Room 102, Building 13, Area A, Wanyang Zhongchuang Park, Ganyao Town, Jiashan County, Zhejiang China.
Hexagon head screws — also called hex head screws or hex cap screws — are threaded fasteners with a six-sided head designed to be driven by a wrench or socket tool rather than a screwdriver. Their six-sided geometry allows far greater torque to be applied during installation than any internal-drive fastener of the same diameter, making them the standard choice for structural steelwork, machinery assembly, automotive engineering, and construction bolting wherever high clamping force is required.
Unlike Phillips or Torx drive screws that rely on a recess machined into the head, hex head screws transfer drive force across the full flat faces of the hexagon — distributing stress evenly and virtually eliminating cam-out under high torque. If you're fastening anything load-bearing, joining metal to metal, or assembling equipment that will be subjected to vibration, hex head screws are almost certainly the correct choice.
The terms "hex head screw" and "hex bolt" are often used interchangeably, but there is a meaningful technical distinction that affects how each is specified and used.
In practice, fully threaded hex head screws are used when threading into a tapped hole, while partially threaded hex bolts are used with a nut in through-bolted assemblies. Both share the same six-sided head geometry, and both are driven with the same tools — the difference lies entirely in shank configuration and joint design.
In North American standards (ASME B18.2.1), the distinction is formalised: a fastener is a "cap screw" if it threads into a tapped hole, and a "bolt" if it is assembled with a nut. European standards (ISO 4014, ISO 4017) use the term "hexagon head screw" for both configurations, differentiated by a suffix (part-threaded vs fully threaded).
Hexagon head screws are produced to precise dimensional standards that govern head size, thread pitch, shank diameter, and length. Knowing these specifications is essential for correct tool selection and interchangeability across suppliers.
Metric hex head screws follow ISO 4017 (fully threaded) and ISO 4014 (partially threaded). The head width across flats (WAF) — the measurement a spanner or socket must match — is standardised for each nominal diameter.

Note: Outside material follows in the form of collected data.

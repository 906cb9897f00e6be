//! Interface helpers outside netlink: name/index lookup and ifreq ioctls.

pub mod ifname;
pub mod ifreq;

pub use ifname::{index_to_name, list_interfaces, name_to_index, validate};
pub use ifreq::{IfreqProbe, InterfaceProbe};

| Nominal Diameter | Thread Pitch (Coarse) | Width Across Flats (mm) | Head Height (mm) | Typical Torque Range (Nm, Grade 8.8) |
|---|---|---|---|---|
| M6 | 1.0 mm | 10 mm | 4.0 mm | 9–11 Nm |
| M8 | 1.25 mm | 13 mm | 5.3 mm | 22–25 Nm |
| M10 | 1.5 mm | 17 mm | 6.4 mm | 43–50 Nm |
| M12 | 1.75 mm | 19 mm | 7.5 mm | 75–90 Nm |
| M16 | 2.0 mm | 24 mm | 10.0 mm | 180–210 Nm |
| M20 | 2.5 mm | 30 mm | 12.5 mm | 350–410 Nm |
| M24 | 3.0 mm | 36 mm | 15.0 mm | 600–710 Nm |
In North America and industries that follow ASME/ANSI standards, hex head screws are specified in imperial sizes with Unified National Coarse (UNC) or Unified National Fine (UNF) thread series. Common sizes range from ¼-20 UNC through 1½-6 UNC, with the first number denoting the nominal shank diameter in inches and the second number denoting threads per inch. A ½-13 UNC hex head cap screw, for example, has a ½ inch diameter shank and 13 threads per inch — one of the most widely stocked sizes in North American industrial supply chains.

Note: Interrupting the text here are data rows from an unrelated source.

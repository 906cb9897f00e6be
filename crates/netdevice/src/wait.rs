//! Waiting for interfaces to reach a liveness condition.
//!
//! An [`InterfaceTracker`] keeps a `present`/`up`/`has_ipv4` record per
//! watched interface. Records start from a probe snapshot and are then
//! driven by link and IPv4 address notifications until a quantified
//! condition holds.
//!
//! ```ignore
//! use netdevice::util::IfreqProbe;
//! use netdevice::wait::{wait_for_timeout, Quantifier, WaitCondition};
//! use std::time::Duration;
//!
//! let name = wait_for_timeout(
//!     IfreqProbe::default(),
//!     ["can0", "can1"],
//!     WaitCondition::PresentAndUp,
//!     Quantifier::AnyOf,
//!     Duration::from_secs(10),
//! )
//! .await?;
//! println!("{name} is up");
//! ```

use std::fmt;
use std::future::Future;
use std::str::FromStr;
use std::time::Duration;

#[cfg(feature = "serde")]
use serde::{Deserialize, Serialize};
use tokio_util::sync::CancellationToken;

use crate::netlink::connection::Connection;
use crate::netlink::error::{Error, Result};
use crate::netlink::events::NetworkEvent;
use crate::netlink::Protocol;
use crate::netlink::rtnetlink_groups::{RTMGRP_IPV4_IFADDR, RTMGRP_LINK};
use crate::util::ifreq::InterfaceProbe;

/// Per-interface condition to wait for.
#[derive(Debug, Clone, Copy, PartialEq, Eq, Hash)]
#[cfg_attr(feature = "serde", derive(Serialize, Deserialize))]
#[cfg_attr(feature = "serde", serde(rename_all = "snake_case"))]
pub enum WaitCondition {
    /// The interface exists.
    Present,
    /// The interface exists and is administratively up.
    PresentAndUp,
    /// The interface exists, is up and has an IPv4 address.
    PresentAndIpv4,
    /// The interface is missing or down.
    DownOrGone,
}

impl WaitCondition {
    /// Evaluate the condition against one interface record.
    pub fn holds(self, state: &WaitState) -> bool {
        match self {
            WaitCondition::Present => state.present,
            WaitCondition::PresentAndUp => state.present && state.up,
            WaitCondition::PresentAndIpv4 => state.present && state.up && state.has_ipv4,
            WaitCondition::DownOrGone => !state.present || !state.up,
        }
    }

    /// Short name used on the command line.
    pub fn as_str(self) -> &'static str {
        match self {
            WaitCondition::Present => "present",
            WaitCondition::PresentAndUp => "up",
            WaitCondition::PresentAndIpv4 => "ipv4",
            WaitCondition::DownOrGone => "down",
        }
    }
}

impl fmt::Display for WaitCondition {
    fn fmt(&self, f: &mut fmt::Formatter<'_>) -> fmt::Result {
        f.write_str(self.as_str())
    }
}

impl FromStr for WaitCondition {
    type Err = String;

    fn from_str(s: &str) -> std::result::Result<Self, Self::Err> {
        match s {
            "present" => Ok(WaitCondition::Present),
            "up" | "present-and-up" => Ok(WaitCondition::PresentAndUp),
            "ipv4" | "present-and-ipv4" => Ok(WaitCondition::PresentAndIpv4),
            "down" | "gone" | "down-or-gone" => Ok(WaitCondition::DownOrGone),
            _ => Err(format!(
                "unknown condition '{}' (expected present, up, ipv4 or down)",
                s
            )),
        }
    }
}

/// How per-interface results combine.
#[derive(Debug, Clone, Copy, Default, PartialEq, Eq, Hash)]
#[cfg_attr(feature = "serde", derive(Serialize, Deserialize))]
#[cfg_attr(feature = "serde", serde(rename_all = "snake_case"))]
pub enum Quantifier {
    /// Every watched interface must satisfy the condition.
    #[default]
    AllOf,
    /// At least one watched interface must satisfy the condition.
    AnyOf,
}

impl fmt::Display for Quantifier {
    fn fmt(&self, f: &mut fmt::Formatter<'_>) -> fmt::Result {
        match self {
            Quantifier::AllOf => f.write_str("all"),
            Quantifier::AnyOf => f.write_str("any"),
        }
    }
}

impl FromStr for Quantifier {
    type Err = String;

    fn from_str(s: &str) -> std::result::Result<Self, Self::Err> {
        match s {
            "all" | "all-of" => Ok(Quantifier::AllOf),
            "any" | "any-of" => Ok(Quantifier::AnyOf),
            _ => Err(format!("unknown quantifier '{}' (expected all or any)", s)),
        }
    }
}

/// Tracked state of one watched interface.
///
/// `has_ipv4` is never true while `present` is false.
#[derive(Debug, Clone, PartialEq, Eq)]
#[cfg_attr(feature = "serde", derive(Serialize, Deserialize))]
pub struct WaitState {
    /// Interface name.
    pub name: String,
    /// The interface exists.
    pub present: bool,
    /// The interface is administratively up.
    pub up: bool,
    /// The interface has at least one IPv4 address.
    pub has_ipv4: bool,
}

impl WaitState {
    fn probe<P: InterfaceProbe>(probe: &P, name: String) -> Self {
        let present = probe.index(&name) != 0;
        let up = present && probe.is_up(&name);
        let has_ipv4 = present && probe.has_ipv4(&name);
        Self {
            name,
            present,
            up,
            has_ipv4,
        }
    }
}

/// Source of raw notification datagrams.
///
/// An error from `recv_datagram` is fatal to a wait: it is returned to the
/// caller as-is.
pub trait DatagramSource {
    /// Receive the next datagram.
    fn recv_datagram(&mut self) -> impl Future<Output = Result<Vec<u8>>> + Send;
}

impl DatagramSource for Connection {
    async fn recv_datagram(&mut self) -> Result<Vec<u8>> {
        self.recv_event().await
    }
}

/// State machine over a fixed set of watched interfaces.
#[derive(Debug)]
pub struct InterfaceTracker<P> {
    probe: P,
    states: Vec<WaitState>,
}

impl<P: InterfaceProbe> InterfaceTracker<P> {
    /// Snapshot the given interfaces through `probe`.
    ///
    /// A name listed more than once is tracked once, at its first position.
    pub fn new<I, S>(probe: P, names: I) -> Self
    where
        I: IntoIterator<Item = S>,
        S: Into<String>,
    {
        let mut states: Vec<WaitState> = Vec::new();
        for name in names {
            let name = name.into();
            if states.iter().any(|s| s.name == name) {
                continue;
            }
            states.push(WaitState::probe(&probe, name));
        }
        Self { probe, states }
    }

    /// Take a fresh snapshot of every watched interface.
    pub fn refresh(&mut self) {
        for state in &mut self.states {
            let name = std::mem::take(&mut state.name);
            *state = WaitState::probe(&self.probe, name);
        }
    }

    /// Get the probe.
    pub fn probe(&self) -> &P {
        &self.probe
    }

    /// Get all tracked states, in watch order.
    pub fn states(&self) -> &[WaitState] {
        &self.states
    }

    /// Get the tracked state of one interface.
    pub fn state(&self, name: &str) -> Option<&WaitState> {
        self.states.iter().find(|s| s.name == name)
    }

    /// Evaluate the quantified condition.
    ///
    /// Returns the first watched name for `AllOf`, or the first satisfying
    /// name for `AnyOf`. An empty watch list never satisfies.
    pub fn check(&self, condition: WaitCondition, quantifier: Quantifier) -> Option<&str> {
        match quantifier {
            Quantifier::AllOf => {
                if self.states.iter().all(|s| condition.holds(s)) {
                    self.states.first().map(|s| s.name.as_str())
                } else {
                    None
                }
            }
            Quantifier::AnyOf => self
                .states
                .iter()
                .find(|s| condition.holds(s))
                .map(|s| s.name.as_str()),
        }
    }

    /// Apply one notification. Returns true if a watched record changed.
    pub fn apply(&mut self, event: &NetworkEvent) -> bool {
        match event {
            NetworkEvent::NewLink(link) | NetworkEvent::DelLink(link) => {
                let Some(state) = link.name().and_then(|n| find_mut(&mut self.states, n)) else {
                    tracing::trace!(ifindex = link.ifindex(), "link event for unwatched interface");
                    return false;
                };

                let before = state.clone();
                state.present = !matches!(event, NetworkEvent::DelLink(_));
                state.up = state.present && link.is_up();
                if !state.present {
                    state.has_ipv4 = false;
                }
                log_transition(&before, state, event.action(), "link");
                *state != before
            }
            NetworkEvent::NewAddress(addr) | NetworkEvent::DelAddress(addr) => {
                if !addr.is_ipv4() {
                    return false;
                }
                let Some(state) = addr.label().and_then(|n| find_mut(&mut self.states, n)) else {
                    tracing::trace!(ifindex = addr.ifindex(), "address event for unwatched interface");
                    return false;
                };

                let before = state.clone();
                if event.is_new() {
                    state.has_ipv4 = state.present;
                } else {
                    // Other addresses may remain; ask instead of assuming.
                    state.has_ipv4 = state.present && self.probe.has_ipv4(&state.name);
                }
                log_transition(&before, state, event.action(), "address");
                *state != before
            }
        }
    }

    /// Wait until the condition holds, reading notifications from `source`.
    ///
    /// Checks the current records first; a satisfied condition returns
    /// without reading. Within a datagram, events are applied in order and
    /// the condition is re-evaluated after each one.
    pub async fn wait<S: DatagramSource>(
        &mut self,
        source: &mut S,
        condition: WaitCondition,
        quantifier: Quantifier,
    ) -> Result<String> {
        if self.states.is_empty() {
            return Err(Error::InvalidName("no interfaces to watch".to_string()));
        }

        if let Some(name) = self.check(condition, quantifier) {
            return Ok(name.to_string());
        }

        loop {
            let data = source.recv_datagram().await.inspect_err(|e| {
                tracing::warn!(error = %e, "notification read failed");
            })?;

            let events = match NetworkEvent::parse_datagram(&data) {
                Ok(events) => events,
                Err(e) => {
                    tracing::debug!(error = %e, len = data.len(), "ignoring malformed datagram");
                    continue;
                }
            };

            for event in &events {
                if self.apply(event)
                    && let Some(name) = self.check(condition, quantifier)
                {
                    tracing::debug!(interface = name, %condition, %quantifier, "wait satisfied");
                    return Ok(name.to_string());
                }
            }
        }
    }

    /// Like [`wait`](Self::wait), but stops with [`Error::Cancelled`] once
    /// `cancel` fires.
    pub async fn wait_with_cancel<S: DatagramSource>(
        &mut self,
        source: &mut S,
        condition: WaitCondition,
        quantifier: Quantifier,
        cancel: &CancellationToken,
    ) -> Result<String> {
        tokio::select! {
            biased;
            _ = cancel.cancelled() => {
                tracing::debug!("wait cancelled");
                Err(Error::Cancelled)
            }
            result = self.wait(source, condition, quantifier) => result,
        }
    }
}

fn find_mut<'a>(states: &'a mut [WaitState], name: &str) -> Option<&'a mut WaitState> {
    states.iter_mut().find(|s| s.name == name)
}

fn log_transition(before: &WaitState, after: &WaitState, action: &str, kind: &str) {
    if before != after {
        tracing::debug!(
            interface = %after.name,
            action,
            kind,
            present = after.present,
            up = after.up,
            has_ipv4 = after.has_ipv4,
            "interface state changed"
        );
    }
}

/// Wait until `names` satisfy `condition` under `quantifier`.
///
/// If the condition already holds, returns without opening a socket.
/// Otherwise subscribes to link and IPv4 address notifications, takes a
/// second snapshot (changes between the first snapshot and the
/// subscription would otherwise be missed) and follows notifications until
/// the condition holds, the socket fails, or `cancel` fires.
pub async fn wait_for<P, I, S>(
    probe: P,
    names: I,
    condition: WaitCondition,
    quantifier: Quantifier,
    cancel: &CancellationToken,
) -> Result<String>
where
    P: InterfaceProbe,
    I: IntoIterator<Item = S>,
    S: Into<String>,
{
    let mut tracker = InterfaceTracker::new(probe, names);
    if tracker.states().is_empty() {
        return Err(Error::InvalidName("no interfaces to watch".to_string()));
    }

    if let Some(name) = tracker.check(condition, quantifier) {
        tracing::debug!(interface = name, %condition, %quantifier, "already satisfied");
        return Ok(name.to_string());
    }

    let mut conn = Connection::subscribed(Protocol::Route, RTMGRP_LINK | RTMGRP_IPV4_IFADDR)?;
    tracker.refresh();
    tracing::debug!(
        watched = tracker.states().len(),
        %condition,
        %quantifier,
        "waiting for interface notifications"
    );

    tracker
        .wait_with_cancel(&mut conn, condition, quantifier, cancel)
        .await
}

/// [`wait_for`] bounded by a deadline; fails with [`Error::Timeout`].
pub async fn wait_for_timeout<P, I, S>(
    probe: P,
    names: I,
    condition: WaitCondition,
    quantifier: Quantifier,
    timeout: Duration,
) -> Result<String>
where
    P: InterfaceProbe,
    I: IntoIterator<Item = S>,
    S: Into<String>,
{
    let cancel = CancellationToken::new();
    match tokio::time::timeout(
        timeout,
        wait_for(probe, names, condition, quantifier, &cancel),
    )
    .await
    {
        Ok(result) => result,
        Err(_) => Err(Error::Timeout(timeout)),
    }
}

Fine thread (UNF) variants of the same diameter have more threads per inch, providing greater resistance to loosening under vibration and finer adjustment control, at the cost of slightly reduced thread stripping resistance in softer materials.

The strength of a hexagon head screw is not determined by its size alone — the material and heat treatment determine how much load it can carry before yielding or fracturing. Selecting the wrong property class is one of the most consequential specification errors in fastener engineering.

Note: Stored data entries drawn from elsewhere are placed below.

//! netdev wait - block until interfaces reach a state.

use std::io::{self, Write};
use std::time::Duration;

use clap::Args;
use netdevice::util::IfreqProbe;
use netdevice::wait::{Quantifier, WaitCondition, wait_for};
use netdevice::{Config, Error};
use serde::Serialize;
use tokio_util::sync::CancellationToken;

use super::Output;

#[derive(Args)]
pub struct WaitCmd {
    /// Interface names to watch.
    #[arg(required = true)]
    names: Vec<String>,

    /// Condition to wait for: present, up, ipv4 or down.
    #[arg(short = 'u', long, default_value = "up")]
    until: WaitCondition,

    /// Succeed as soon as any interface matches (default: all must).
    #[arg(long)]
    any: bool,

    /// Give up after this many seconds.
    #[arg(short = 't', long)]
    timeout: Option<f64>,
}

#[derive(Serialize)]
struct WaitResult<'a> {
    interface: &'a str,
    condition: WaitCondition,
    quantifier: Quantifier,
}

impl WaitCmd {
    pub async fn run(self, config: &Config, output: Output) -> anyhow::Result<()> {
        let quantifier = if self.any {
            Quantifier::AnyOf
        } else {
            Quantifier::AllOf
        };
        let timeout = self
            .timeout
            .map(Duration::try_from_secs_f64)
            .transpose()
            .map_err(|e| anyhow::anyhow!("invalid timeout: {}", e))?;

        let cancel = CancellationToken::new();
        tokio::spawn({
            let cancel = cancel.clone();
            async move {
                if tokio::signal::ctrl_c().await.is_ok() {
                    cancel.cancel();
                }
            }
        });

        let probe = IfreqProbe::from_config(config);
        let wait = wait_for(probe, self.names, self.until, quantifier, &cancel);
        let name = match timeout {
            Some(limit) => match tokio::time::timeout(limit, wait).await {
                Ok(result) => result?,
                Err(_) => return Err(Error::Timeout(limit).into()),
            },
            None => wait.await?,
        };

        let mut stdout = io::stdout().lock();
        if output.json {
            output.write_json(
                &mut stdout,
                &WaitResult {
                    interface: &name,
                    condition: self.until,
                    quantifier,
                },
            )?;
        } else {
            writeln!(stdout, "{}", name)?;
        }

        Ok(())
    }
}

| Property Class (ISO) | SAE Grade Equivalent | Tensile Strength (MPa) | Yield Strength (MPa) | Material | Head Marking |
|---|---|---|---|---|---|
| 4.6 | SAE Grade 2 | 400 MPa | 240 MPa | Low carbon steel | 4.6 |
| 8.8 | SAE Grade 5 | 800 MPa | 640 MPa | Medium carbon steel, Q&T | 8.8 |
| 10.9 | SAE Grade 8 | 1040 MPa | 940 MPa | Alloy steel, Q&T | 10.9 |
| 12.9 | No direct equivalent | 1220 MPa | 1100 MPa | Alloy steel, high Q&T | 12.9 |
| A2-70 | — | 700 MPa | 450 MPa | 304 Stainless steel | A2-70 |
| A4-80 | — | 800 MPa | 640 MPa | 316 Stainless steel | A4-80 |
Grade 8.8 is the most widely used property class in general engineering, offering a practical balance of strength, availability, and cost. Grade 10.9 and 12.9 are reserved for high-stress applications such as engine components, suspension systems, and structural connections where joint pre-load is critical. Using a lower property class than specified in a joint design is a serious safety risk — the head marking stamped into every conforming fastener is the only reliable way to verify grade on-site.
The base steel of most hexagon head screws will corrode without surface treatment. The choice of finish affects both corrosion resistance and whether the fastener is suitable for contact with specific materials or environments.
Bright zinc plating (BZP) and yellow zinc plating (YZP) are the most common finishes for general-purpose hex head screws. The zinc layer acts as a sacrificial anode — it corrodes before the underlying steel. A standard 8-micron zinc electroplate provides approximately 72–96 hours of salt spray resistance per ISO 9227, which is adequate for indoor and sheltered outdoor applications. Yellow passivation adds an additional chromate conversion layer that extends corrosion resistance and gives the fastener its distinctive gold-yellow appearance.
For structural steelwork in exposed outdoor environments, hot-dip galvanised hex head screws are immersed in molten zinc at approximately 450°C, producing a coating 45–85 microns thick — five to ten times thicker than electroplating. This provides substantially greater corrosion protection, often exceeding 25 years in rural environments or 10–15 years in urban/industrial settings before first maintenance. HDG fasteners have a rougher, matte grey appearance and may require thread chasing before assembly due to the coating thickness.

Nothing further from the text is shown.